The jade-encrusted remains of a powerful Mayan king have been unearthed in Honduras by a Japanese archeologist in a key finding from the ancient and mysterious civilization, the tourism ministry said on Friday. The remains belong to one of the 16 rulers of the Mayan dynasty that ruled the city of Copan, in what is now Honduras, between 426 and 763 A.D., the ministry said. Archeologist Seiichi Nakamura, who made the discovery, said the king may have served between the 6th and 10th regimes of the Copan dynasty.

The tomb contained a skull, a femur and an ornamental breastplate and kneecap with jade inlays. It was dug up in August but was only recently confirmed to hold the remains of a Mayan king. The discovery means that the remains of eight of Mayan's 16 rulers of Myan have now been found. The burial site was located at a religious temple that lies among ruins stretching across some 214,000 square feet. Some 20 recoverable buildings, 36 skeletal remains, 10 religious offerings, 37 ceramic vessels and other objects were also found at the site. The newly uncovered area is about 2 miles from the acropolis of Copan, where the Honduras government is constructing a highway. The Mayan culture sprung up in the region spanning southern Mexico, Belize, Guatemala, El Salvador and Honduras and is renowned for its imposing edifices, social organization, astrological advances and the existence of a calendar. Archeologists and scientists still do not fully understand the causes of the civilization's decline. The Mayan ruins in Honduras are among the impoverished nation's most visited tourist attractions.

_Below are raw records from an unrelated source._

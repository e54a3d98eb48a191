//! HTTP request types for the Mollie API client.
//!
//! This module provides the [`HttpRequest`] type and its builder for
//! constructing requests to the Mollie API.

use std::collections::HashMap;
use std::fmt;

use crate::clients::errors::InvalidHttpRequestError;

/// HTTP methods used by the Mollie API.
#[derive(Clone, Copy, Debug, PartialEq, Eq, Hash)]
pub enum HttpMethod {
    /// HTTP GET method for retrieving resources.
    Get,
    /// HTTP POST method for creating resources.
    Post,
    /// HTTP PATCH method for updating resources.
    Patch,
    /// HTTP DELETE method for cancelling or removing resources.
    Delete,
}

impl HttpMethod {
    /// Returns `true` for verbs whose retries the server cannot tell apart
    /// from a new write without an idempotency key.
    #[must_use]
    pub const fn requires_idempotency_key(self) -> bool {
        matches!(self, Self::Post | Self::Delete)
    }

    /// Returns the upper-case wire name of the method.
    #[must_use]
    pub const fn as_str(self) -> &'static str {
        match self {
            Self::Get => "GET",
            Self::Post => "POST",
            Self::Patch => "PATCH",
            Self::Delete => "DELETE",
        }
    }
}

impl fmt::Display for HttpMethod {
    fn fmt(&self, f: &mut fmt::Formatter<'_>) -> fmt::Result {
        match self {
            Self::Get => write!(f, "get"),
            Self::Post => write!(f, "post"),
            Self::Patch => write!(f, "patch"),
            Self::Delete => write!(f, "delete"),
        }
    }
}

/// Content type for HTTP request bodies.
#[derive(Clone, Copy, Debug, PartialEq, Eq)]
pub enum DataType {
    /// JSON content type (`application/json`).
    Json,
}

impl DataType {
    /// Returns the MIME type string for this data type.
    #[must_use]
    pub const fn as_content_type(&self) -> &'static str {
        match self {
            Self::Json => "application/json",
        }
    }
}

/// An HTTP request to be sent to the Mollie API.
///
/// One `HttpRequest` is one *logical* request. Retries of it share everything
/// except [`attempt`](Self::attempt), which the retry layer stamps before each
/// send.
///
/// # Example
///
/// ```rust
/// use mollie_api::clients::{HttpRequest, HttpMethod, DataType};
/// use serde_json::json;
///
/// let get_request = HttpRequest::builder(HttpMethod::Get, "payments")
///     .query_param("limit", "50")
///     .build()
///     .unwrap();
///
/// let post_request = HttpRequest::builder(HttpMethod::Post, "payments")
///     .body(json!({"description": "Order #12345"}))
///     .body_type(DataType::Json)
///     .build()
///     .unwrap();
/// assert_eq!(post_request.attempt, 0);
/// ```
#[derive(Clone, Debug)]
pub struct HttpRequest {
    /// The HTTP method for this request.
    pub http_method: HttpMethod,
    /// The path (relative to the API endpoint) for this request.
    pub path: String,
    /// The request body, if any.
    pub body: Option<serde_json::Value>,
    /// The content type of the body.
    pub body_type: Option<DataType>,
    /// Query parameters, sent in order.
    pub query: Option<Vec<(String, String)>>,
    /// Additional headers to include in the request.
    pub extra_headers: Option<HashMap<String, String>>,
    /// 0-based attempt counter of this logical request.
    pub attempt: u32,
}

impl HttpRequest {
    /// Creates a new builder for constructing an `HttpRequest`.
    #[must_use]
    pub fn builder(method: HttpMethod, path: impl Into<String>) -> HttpRequestBuilder {
        HttpRequestBuilder::new(method, path)
    }

    /// Validates the request, ensuring it meets all requirements.
    ///
    /// # Errors
    ///
    /// Returns [`InvalidHttpRequestError`] if:
    /// - `path` is empty
    /// - `body` is `Some` but `body_type` is `None`
    /// - `http_method` is `Post` or `Patch` but `body` is `None`
    pub fn verify(&self) -> Result<(), InvalidHttpRequestError> {
        if self.path.trim().is_empty() {
            return Err(InvalidHttpRequestError::EmptyPath);
        }

        if self.body.is_some() && self.body_type.is_none() {
            return Err(InvalidHttpRequestError::MissingBodyType);
        }

        if matches!(self.http_method, HttpMethod::Post | HttpMethod::Patch) && self.body.is_none()
        {
            return Err(InvalidHttpRequestError::MissingBody {
                method: self.http_method.to_string(),
            });
        }

        Ok(())
    }

    /// Returns the value of an extra header, matching the name case-insensitively.
    #[must_use]
    pub fn header(&self, name: &str) -> Option<&str> {
        self.extra_headers.as_ref().and_then(|headers| {
            headers
                .iter()
                .find(|(key, _)| key.eq_ignore_ascii_case(name))
                .map(|(_, value)| value.as_str())
        })
    }

    /// Sets an extra header on an already-built request.
    pub fn set_header(&mut self, name: impl Into<String>, value: impl Into<String>) {
        self.extra_headers
            .get_or_insert_with(HashMap::new)
            .insert(name.into(), value.into());
    }
}

/// Builder for constructing [`HttpRequest`] instances.
#[derive(Debug)]
pub struct HttpRequestBuilder {
    http_method: HttpMethod,
    path: String,
    body: Option<serde_json::Value>,
    body_type: Option<DataType>,
    query: Option<Vec<(String, String)>>,
    extra_headers: Option<HashMap<String, String>>,
}

impl HttpRequestBuilder {
    fn new(method: HttpMethod, path: impl Into<String>) -> Self {
        Self {
            http_method: method,
            path: path.into(),
            body: None,
            body_type: None,
            query: None,
            extra_headers: None,
        }
    }

    /// Sets the request body.
    ///
    /// When setting a body, you must also set the body type via [`body_type`](Self::body_type).
    #[must_use]
    pub fn body(mut self, body: impl Into<serde_json::Value>) -> Self {
        self.body = Some(body.into());
        self
    }

    /// Sets the content type of the request body.
    #[must_use]
    pub const fn body_type(mut self, body_type: DataType) -> Self {
        self.body_type = Some(body_type);
        self
    }

    /// Appends query parameters, keeping their order.
    #[must_use]
    pub fn query<I, K, V>(mut self, params: I) -> Self
    where
        I: IntoIterator<Item = (K, V)>,
        K: Into<String>,
        V: Into<String>,
    {
        self.query
            .get_or_insert_with(Vec::new)
            .extend(params.into_iter().map(|(k, v)| (k.into(), v.into())));
        self
    }

    /// Adds a single query parameter.
    #[must_use]
    pub fn query_param(mut self, key: impl Into<String>, value: impl Into<String>) -> Self {
        self.query
            .get_or_insert_with(Vec::new)
            .push((key.into(), value.into()));
        self
    }

    /// Adds a single extra header.
    #[must_use]
    pub fn header(mut self, key: impl Into<String>, value: impl Into<String>) -> Self {
        self.extra_headers
            .get_or_insert_with(HashMap::new)
            .insert(key.into(), value.into());
        self
    }

    /// Builds the [`HttpRequest`], validating it in the process.
    ///
    /// # Errors
    ///
    /// Returns [`InvalidHttpRequestError`] if the request fails validation.
    pub fn build(self) -> Result<HttpRequest, InvalidHttpRequestError> {
        let request = HttpRequest {
            http_method: self.http_method,
            path: self.path,
            body: self.body,
            body_type: self.body_type,
            query: self.query,
            extra_headers: self.extra_headers,
            attempt: 0,
        };
        request.verify()?;
        Ok(request)
    }
}

#[cfg(test)]
mod tests {
    use super::*;
    use serde_json::json;

    #[test]
    fn test_only_writes_require_idempotency_keys() {
        assert!(HttpMethod::Post.requires_idempotency_key());
        assert!(HttpMethod::Delete.requires_idempotency_key());
        assert!(!HttpMethod::Get.requires_idempotency_key());
        assert!(!HttpMethod::Patch.requires_idempotency_key());
    }

    #[test]
    fn test_http_method_display_and_wire_name() {
        assert_eq!(HttpMethod::Patch.to_string(), "patch");
        assert_eq!(HttpMethod::Delete.as_str(), "DELETE");
    }

    #[test]
    fn test_builder_creates_valid_get_request() {
        let request = HttpRequest::builder(HttpMethod::Get, "payments")
            .build()
            .unwrap();

        assert_eq!(request.http_method, HttpMethod::Get);
        assert_eq!(request.path, "payments");
        assert!(request.body.is_none());
        assert_eq!(request.attempt, 0);
    }

    #[test]
    fn test_verify_requires_body_for_post_and_patch() {
        let result = HttpRequest::builder(HttpMethod::Post, "payments").build();
        assert!(matches!(
            result,
            Err(InvalidHttpRequestError::MissingBody { method }) if method == "post"
        ));

        let result = HttpRequest::builder(HttpMethod::Patch, "payments/tr_1").build();
        assert!(matches!(
            result,
            Err(InvalidHttpRequestError::MissingBody { method }) if method == "patch"
        ));
    }

    #[test]
    fn test_delete_without_body_is_valid() {
        assert!(HttpRequest::builder(HttpMethod::Delete, "payments/tr_1")
            .build()
            .is_ok());
    }

    #[test]
    fn test_verify_rejects_empty_path() {
        let result = HttpRequest::builder(HttpMethod::Get, " ").build();
        assert!(matches!(result, Err(InvalidHttpRequestError::EmptyPath)));
    }

    #[test]
    fn test_verify_requires_body_type_when_body_present() {
        let request = HttpRequest {
            http_method: HttpMethod::Get,
            path: "payments".to_string(),
            body: Some(json!({"key": "value"})),
            body_type: None,
            query: None,
            extra_headers: None,
            attempt: 0,
        };

        assert!(matches!(
            request.verify(),
            Err(InvalidHttpRequestError::MissingBodyType)
        ));
    }

    #[test]
    fn test_query_params_keep_insertion_order() {
        let request = HttpRequest::builder(HttpMethod::Get, "payments")
            .query_param("limit", "5")
            .query([("from", "tr_8WhJKGmgBy"), ("testmode", "true")])
            .build()
            .unwrap();

        let query = request.query.unwrap();
        assert_eq!(query[0], ("limit".to_string(), "5".to_string()));
        assert_eq!(query[1], ("from".to_string(), "tr_8WhJKGmgBy".to_string()));
        assert_eq!(query[2], ("testmode".to_string(), "true".to_string()));
    }

    #[test]
    fn test_header_lookup_is_case_insensitive() {
        let mut request = HttpRequest::builder(HttpMethod::Delete, "payments/tr_1")
            .header("Idempotency-Key", "abc")
            .build()
            .unwrap();

        assert_eq!(request.header("idempotency-key"), Some("abc"));

        request.set_header("X-Custom", "1");
        assert_eq!(request.header("x-custom"), Some("1"));
    }
}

Jade 'mother lode' found in remote Guatemalan region

May 2002 - San Francisco Gate

For half a century, scholars have searched in vain for the source of the jade that the early civilizations of the Americas prized above all else and fashioned into precious objects of worship, trade and adornment.

The searchers found some clues to the source of jadeite, as the precious rock is known, for the Olmecs and Mayas. But no lost mines came to light.

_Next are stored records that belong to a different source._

//! Page sources.
//!
//! A [`PagedSource`] performs one page request at a time and knows nothing
//! about iteration. [`RestPagedSource`] is the implementation backed by a
//! [`RestClient`]; [`ResourcePage`] is a decoded page that can fetch its
//! successor.

use std::fmt;
use std::ops::Deref;
use std::sync::Arc;

use futures::future::BoxFuture;
use futures::FutureExt;
use serde::de::DeserializeOwned;
use serde_json::Value;

use crate::clients::{HttpMethod, HttpRequest, RestClient, RestError};
use crate::pagination::{Continuation, Page};

/// Which page to fetch.
#[derive(Clone, Debug, PartialEq, Eq)]
pub enum PageRequest {
    /// The first page, with the planned page size.
    First {
        /// Number of items to ask for.
        limit: usize,
    },
    /// The page behind a `next` link.
    Next(Continuation),
}

/// Fetches single pages of one collection.
///
/// `fetch` is a plain method returning a boxed future: implementations may do
/// bookkeeping synchronously and defer only the I/O. The future is `'static`
/// so it can run as a background task.
pub trait PagedSource: Send + Sync + fmt::Debug {
    /// Starts fetching the requested page.
    fn fetch(&self, request: PageRequest) -> BoxFuture<'static, Result<Page<Value>, RestError>>;
}

/// Extra query parameters for list requests.
///
/// # Example
///
/// ```rust
/// use mollie_api::pagination::PageQuery;
///
/// let query = PageQuery::new().limit(50).param("profileId", "pfl_QkEhN94Ba");
/// assert_eq!(query.limit_value(), Some(50));
/// ```
#[derive(Clone, Debug, Default, PartialEq, Eq)]
pub struct PageQuery {
    limit: Option<usize>,
    params: Vec<(String, String)>,
}

impl PageQuery {
    /// Creates an empty query.
    #[must_use]
    pub fn new() -> Self {
        Self::default()
    }

    /// Sets the page size for [`RestClient::page`].
    #[must_use]
    pub const fn limit(mut self, limit: usize) -> Self {
        self.limit = Some(limit);
        self
    }

    /// Adds a query parameter, such as `from` or `testmode`.
    #[must_use]
    pub fn param(mut self, key: impl Into<String>, value: impl Into<String>) -> Self {
        self.params.push((key.into(), value.into()));
        self
    }

    /// Returns the page size, if one was set.
    #[must_use]
    pub const fn limit_value(&self) -> Option<usize> {
        self.limit
    }

    pub(crate) fn into_params(self) -> Vec<(String, String)> {
        self.params
    }
}

/// A [`PagedSource`] over a REST list endpoint.
///
/// The first page is `GET <path>?limit=<n>&<params>`; later pages replay the
/// `next` link's raw query string against the same path.
#[derive(Clone, Debug)]
pub struct RestPagedSource {
    client: RestClient,
    path: String,
    resource_key: String,
    params: Vec<(String, String)>,
}

impl RestPagedSource {
    /// Creates a source for the collection at `path`, whose items live under
    /// `_embedded.<resource_key>`.
    #[must_use]
    pub fn new(
        client: RestClient,
        path: impl Into<String>,
        resource_key: impl Into<String>,
        params: Vec<(String, String)>,
    ) -> Self {
        Self {
            client,
            path: path.into(),
            resource_key: resource_key.into(),
            params,
        }
    }

    fn http_request_for(&self, request: PageRequest) -> Result<HttpRequest, RestError> {
        let request = match request {
            PageRequest::First { limit } => {
                let mut query = Vec::with_capacity(self.params.len() + 1);
                query.push(("limit".to_string(), limit.to_string()));
                query.extend(self.params.iter().cloned());
                HttpRequest::builder(HttpMethod::Get, self.path.clone()).query(query)
            }
            PageRequest::Next(continuation) => {
                let path = match continuation.raw_query() {
                    Some(raw) => format!("{}?{raw}", self.path),
                    None => self.path.clone(),
                };
                HttpRequest::builder(HttpMethod::Get, path)
            }
        };
        Ok(request.build()?)
    }
}

impl PagedSource for RestPagedSource {
    fn fetch(&self, request: PageRequest) -> BoxFuture<'static, Result<Page<Value>, RestError>> {
        let client = self.client.clone();
        let resource_key = self.resource_key.clone();
        let request = self.http_request_for(request);

        async move {
            let response = client.send(request?).await?;
            Ok::<_, RestError>(Page::from_envelope(response.body, &resource_key)?)
        }
        .boxed()
    }
}

/// Decodes JSON items into `T`, naming `resource` in errors.
pub(crate) fn decode_item<T: DeserializeOwned>(resource: &str, item: Value) -> Result<T, RestError> {
    serde_json::from_value(item).map_err(|source| RestError::Deserialize {
        resource: resource.to_string(),
        source,
    })
}

/// A decoded page of a collection.
///
/// Dereferences to the slice of items.
///
/// # Example
///
/// ```rust,ignore
/// let mut page = client
///     .page::<serde_json::Value>("payments", "payments", PageQuery::new().limit(50))
///     .await?;
/// loop {
///     for payment in page.iter() {
///         println!("{}", payment["id"]);
///     }
///     match page.next_page().await {
///         Some(next) => page = next?,
///         None => break,
///     }
/// }
/// ```
pub struct ResourcePage<T> {
    items: Vec<T>,
    total_count: usize,
    continuation: Option<Continuation>,
    source: Arc<dyn PagedSource>,
    resource_key: String,
}

impl<T: DeserializeOwned> ResourcePage<T> {
    /// Fetches a page from `source` and decodes its items.
    ///
    /// # Errors
    ///
    /// Returns the source's error, or [`RestError::Deserialize`] when an item
    /// does not decode into `T`.
    pub async fn fetch(
        source: Arc<dyn PagedSource>,
        request: PageRequest,
        resource_key: &str,
    ) -> Result<Self, RestError> {
        let page = source.fetch(request).await?;
        let items = page
            .items
            .into_iter()
            .map(|item| decode_item(resource_key, item))
            .collect::<Result<Vec<T>, _>>()?;

        Ok(Self {
            items,
            total_count: page.total_count,
            continuation: page.continuation,
            source,
            resource_key: resource_key.to_string(),
        })
    }

    /// Fetches the following page, or returns `None` on the last page.
    pub async fn next_page(&self) -> Option<Result<Self, RestError>> {
        let continuation = self.continuation.clone()?;
        Some(
            Self::fetch(
                Arc::clone(&self.source),
                PageRequest::Next(continuation),
                &self.resource_key,
            )
            .await,
        )
    }
}

impl<T> ResourcePage<T> {
    /// Returns `true` if a following page exists.
    #[must_use]
    pub const fn has_next_page(&self) -> bool {
        self.continuation.is_some()
    }

    /// The server's `count` for this page.
    #[must_use]
    pub const fn total_count(&self) -> usize {
        self.total_count
    }

    /// Link to the following page, if any.
    #[must_use]
    pub const fn continuation(&self) -> Option<&Continuation> {
        self.continuation.as_ref()
    }

    /// Consumes the page, returning its items.
    #[must_use]
    pub fn into_items(self) -> Vec<T> {
        self.items
    }
}

impl<T> Deref for ResourcePage<T> {
    type Target = [T];

    fn deref(&self) -> &Self::Target {
        &self.items
    }
}

impl<T: fmt::Debug> fmt::Debug for ResourcePage<T> {
    fn fmt(&self, f: &mut fmt::Formatter<'_>) -> fmt::Result {
        f.debug_struct("ResourcePage")
            .field("items", &self.items)
            .field("total_count", &self.total_count)
            .field("continuation", &self.continuation)
            .finish_non_exhaustive()
    }
}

Now, scientists exploring the wilds of Guatemala say they have found the mother lode -- a mountainous region roughly the size of Rhode Island strewn with huge jade boulders, other rocky treasures and signs of ancient mining. It was discovered after a hurricane tore through the landscape and exposed the veins of jade, some of which turned up in stores, arousing the curiosity of scientists.

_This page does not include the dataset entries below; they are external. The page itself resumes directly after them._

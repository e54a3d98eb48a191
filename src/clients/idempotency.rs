//! Idempotency keys for write requests.
//!
//! [`IdempotentTransport`] attaches an `Idempotency-Key` header to every POST
//! and DELETE that does not already carry one. It sits outside the retry
//! layer, so all attempts of one logical request share the same key and the
//! server can collapse duplicates.

use std::fmt;

use async_trait::async_trait;
use base64::engine::general_purpose::STANDARD;
use base64::Engine;
use rand::RngCore;

use crate::clients::{HttpError, HttpRequest, HttpResponse, Transport};

/// Name of the header carrying the key.
pub const IDEMPOTENCY_KEY_HEADER: &str = "Idempotency-Key";

const KEY_ENTROPY_BYTES: usize = 18;

/// An opaque token identifying one logical write request.
///
/// # Example
///
/// ```rust
/// use mollie_api::clients::IdempotencyKey;
///
/// let first = IdempotencyKey::generate();
/// let second = IdempotencyKey::generate();
///
/// assert_eq!(first.as_str().len(), 24);
/// assert_ne!(first, second);
/// ```
#[derive(Clone, PartialEq, Eq, Hash)]
pub struct IdempotencyKey(String);

impl IdempotencyKey {
    /// Generates a fresh random key: 18 random bytes, base64 encoded.
    #[must_use]
    pub fn generate() -> Self {
        let mut bytes = [0u8; KEY_ENTROPY_BYTES];
        rand::thread_rng().fill_bytes(&mut bytes);
        Self(STANDARD.encode(bytes))
    }

    /// Returns the key as sent on the wire.
    #[must_use]
    pub fn as_str(&self) -> &str {
        &self.0
    }
}

impl fmt::Debug for IdempotencyKey {
    fn fmt(&self, f: &mut fmt::Formatter<'_>) -> fmt::Result {
        write!(f, "IdempotencyKey({})", self.0)
    }
}

impl fmt::Display for IdempotencyKey {
    fn fmt(&self, f: &mut fmt::Formatter<'_>) -> fmt::Result {
        f.write_str(&self.0)
    }
}

impl AsRef<str> for IdempotencyKey {
    fn as_ref(&self) -> &str {
        &self.0
    }
}

/// A [`Transport`] decorator that keys POST and DELETE requests.
///
/// A key supplied by the caller is left untouched.
#[derive(Debug)]
pub struct IdempotentTransport<T> {
    inner: T,
}

impl<T: Transport> IdempotentTransport<T> {
    /// Wraps `inner`.
    #[must_use]
    pub const fn new(inner: T) -> Self {
        Self { inner }
    }
}

#[async_trait]
impl<T: Transport> Transport for IdempotentTransport<T> {
    async fn send(&self, request: &HttpRequest) -> Result<HttpResponse, HttpError> {
        if !request.http_method.requires_idempotency_key()
            || request.header(IDEMPOTENCY_KEY_HEADER).is_some()
        {
            return self.inner.send(request).await;
        }

        let key = IdempotencyKey::generate();
        tracing::trace!(path = %request.path, key = %key, "Attached idempotency key");

        let mut keyed = request.clone();
        keyed.set_header(IDEMPOTENCY_KEY_HEADER, key.as_str());
        self.inner.send(&keyed).await
    }
}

The find includes large outcroppings of blue jade, the gemstone of the Olmecs, the mysterious people who created the first complex culture in pre- Columbian Mesoamerica, the region that encompasses much of Mexico and Central America. It also includes an ancient mile-high road of stone that runs for miles through the densely forested region.

The deposits rival the world's leading source of mined jade today, in Burma, the experts say.

The implications for history, archaeology and anthropology are just starting to emerge.

For one thing, the scientists say, the find suggests that the Olmecs, who flourished on the southern Gulf Coast of Mexico, exerted wide influence in the Guatemalan highlands as well. All told, they add, the Guatemalan lode was worked for millenniums, compared with centuries for the Burmese one.

In part, the discovery is a result of the devastating storm that hit Central America in 1998, killing thousands of people and touching off floods and landslides that exposed old veins and washed jade into river beds. Local prospectors picked up the precious scraps, which found their way into Guatemalan jewelry shops and, eventually, the hands of astonished scientists.

Led by Seitz and local jade hunters, a team of scientists from the American Museum of Natural History, Rice University and UC Riverside scoured the forested ravines of the Guatemalan highlands for more than two years.

In the end the scientists made a series of discoveries culminating in bus- size boulders of Olmec blue jade. The exact locations of the outcroppings are not being given, to protect them.

Early peoples of the Americas considered jade more valuable than gold and silver. The Olmecs, the great sculptors of the pre-Columbian era, carved jades into delicate human forms and scary masks. Maya kings and other royalty often went to their graves with jade suits, rings and necklaces. The living had their teeth inlaid with the colored gems.